Work to complete —
Only the lines below between the ones containing "pub fn body(&self)" and "writer.write_header(StatusCode::ACCEPTED);", inclusive, are to be reproduced, each exactly as it stands.

Provided data —
---------------

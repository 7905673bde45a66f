//! Buffered response writer.

use crate::Response;
use bytes::BytesMut;
use http::header::HeaderMap;
use http::StatusCode;
use http_body_util::Full;

/// Collects the status, headers and body produced while serving a request.
///
/// Several handlers write into the same writer when decorators are in play,
/// so the body is append-only and the status can be committed exactly once.
/// The first call to [`write`](Self::write) commits `200 OK` if no status was
/// set before.
#[derive(Debug, Default)]
pub struct ResponseWriter {
    status: Option<StatusCode>,
    headers: HeaderMap,
    body: BytesMut,
}

impl ResponseWriter {
    /// Creates an empty writer.
    #[must_use]
    pub fn new() -> Self {
        Self::default()
    }

    /// Commits the response status.
    ///
    /// Only the first call has an effect. Later calls are logged and ignored.
    pub fn write_header(&mut self, status: StatusCode) {
        match self.status {
            Some(current) => {
                tracing::debug!(
                    current = %current,
                    ignored = %status,
                    "superfluous write_header call"
                );
            }
            None => self.status = Some(status),
        }
    }

    /// Appends bytes to the body and returns how many were written.
    pub fn write(&mut self, data: impl AsRef<[u8]>) -> usize {
        if self.status.is_none() {
            self.status = Some(StatusCode::OK);
        }
        let data = data.as_ref();
        self.body.extend_from_slice(data);
        data.len()
    }

    /// Returns the committed status, if any.
    #[must_use]
    pub fn status(&self) -> Option<StatusCode> {
        self.status
    }

    /// Returns the response headers.
    #[must_use]
    pub fn headers(&self) -> &HeaderMap {
        &self.headers
    }

    /// Returns the response headers for modification.
    pub fn headers_mut(&mut self) -> &mut HeaderMap {
        &mut self.headers
    }

    /// Returns the body written so far.
    #[must_use]
    pub fn body(&self) -> &[u8] {
        &self.body
    }

    /// Finishes the response. An untouched writer yields `200 OK` with an empty body.
    #[must_use]
    pub fn into_response(self) -> Response {
        let mut response = http::Response::new(Full::new(self.body.freeze()));
        *response.status_mut() = self.status.unwrap_or(StatusCode::OK);
        *response.headers_mut() = self.headers;
        response
    }
}

#[cfg(test)]
mod tests {
    use super::*;
    use http::header::CONTENT_TYPE;
    use http_body_util::BodyExt;

    #[test]
    fn test_write_commits_ok() {
        let mut writer = ResponseWriter::new();
        assert_eq!(writer.status(), None);

        assert_eq!(writer.write("Hello"), 5);
        assert_eq!(writer.status(), Some(StatusCode::OK));
    }

    #[test]
    fn test_write_header_only_once() {
        let mut writer = ResponseWriter::new();
        writer.write_header(StatusCode::CREATED);
        writer.write_header(StatusCode::BAD_REQUEST);

        assert_eq!(writer.status(), Some(StatusCode::CREATED));
    }

    #[test]
    fn test_write_header_after_body_is_ignored() {
        let mut writer = ResponseWriter::new();
        writer.write("World");
        writer.write_header(StatusCode::NOT_FOUND);

        assert_eq!(writer.status(), Some(StatusCode::OK));
    }

    #[test]
    fn test_body_appends() {
        let mut writer = ResponseWriter::new();
        writer.write("Hello ");
        writer.write(b"World");
        writer.write(String::from("!"));

        assert_eq!(writer.body(), b"Hello World!");
    }

    #[tokio::test]
    async fn test_into_response() {
        let mut writer = ResponseWriter::new();
        writer
            .headers_mut()
            .insert(CONTENT_TYPE, "text/plain".parse().unwrap());
        writer.write_header(StatusCode::ACCEPTED);
        writer.write("queued");

        let response = writer.into_response();
        assert_eq!(response.status(), StatusCode::ACCEPTED);
        assert_eq!(response.headers()[CONTENT_TYPE], "text/plain");

        let body = response.into_body().collect().await.unwrap().to_bytes();
        assert_eq!(&body[..], b"queued");
    }

    #[test]
    fn test_untouched_writer_is_empty_ok() {
        let response = ResponseWriter::new().into_response();
        assert_eq!(response.status(), StatusCode::OK);
    }
}
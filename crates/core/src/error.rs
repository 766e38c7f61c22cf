use thiserror::Error;

use crate::model::{ParseModeError, ParseTopicError};

/// Umbrella error for string-facing parts of the domain.
#[derive(Debug, Error)]
#[non_exhaustive]
pub enum Error {
    #[error(transparent)]
    Topic(#[from] ParseTopicError),
    #[error(transparent)]
    Mode(#[from] ParseModeError),
}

---------------

Task response —
    pub fn body(&self) -> &[u8] {
        &self.body
    }

    /// Finishes the response. An untouched writer yields `200 OK` with an empty body.
    #[must_use]
    pub fn into_response(self) -> Response {
        let mut response = http::Response::new(Full::new(self.body.freeze()));
        *response.status_mut() = self.status.unwrap_or(StatusCode::OK);
        *response.headers_mut() = self.headers;
        response
    }
}

#[cfg(test)]
mod tests {
    use super::*;
    use http::header::CONTENT_TYPE;
    use http_body_util::BodyExt;

    #[test]
    fn test_write_commits_ok() {
        let mut writer = ResponseWriter::new();
        assert_eq!(writer.status(), None);

        assert_eq!(writer.write("Hello"), 5);
        assert_eq!(writer.status(), Some(StatusCode::OK));
    }

    #[test]
    fn test_write_header_only_once() {
        let mut writer = ResponseWriter::new();
        writer.write_header(StatusCode::CREATED);
        writer.write_header(StatusCode::BAD_REQUEST);

        assert_eq!(writer.status(), Some(StatusCode::CREATED));
    }

    #[test]
    fn test_write_header_after_body_is_ignored() {
        let mut writer = ResponseWriter::new();
        writer.write("World");
        writer.write_header(StatusCode::NOT_FOUND);

        assert_eq!(writer.status(), Some(StatusCode::OK));
    }

    #[test]
    fn test_body_appends() {
        let mut writer = ResponseWriter::new();
        writer.write("Hello ");
        writer.write(b"World");
        writer.write(String::from("!"));

        assert_eq!(writer.body(), b"Hello World!");
    }

    #[tokio::test]
    async fn test_into_response() {
        let mut writer = ResponseWriter::new();
        writer
            .headers_mut()
            .insert(CONTENT_TYPE, "text/plain".parse().unwrap());
        writer.write_header(StatusCode::ACCEPTED);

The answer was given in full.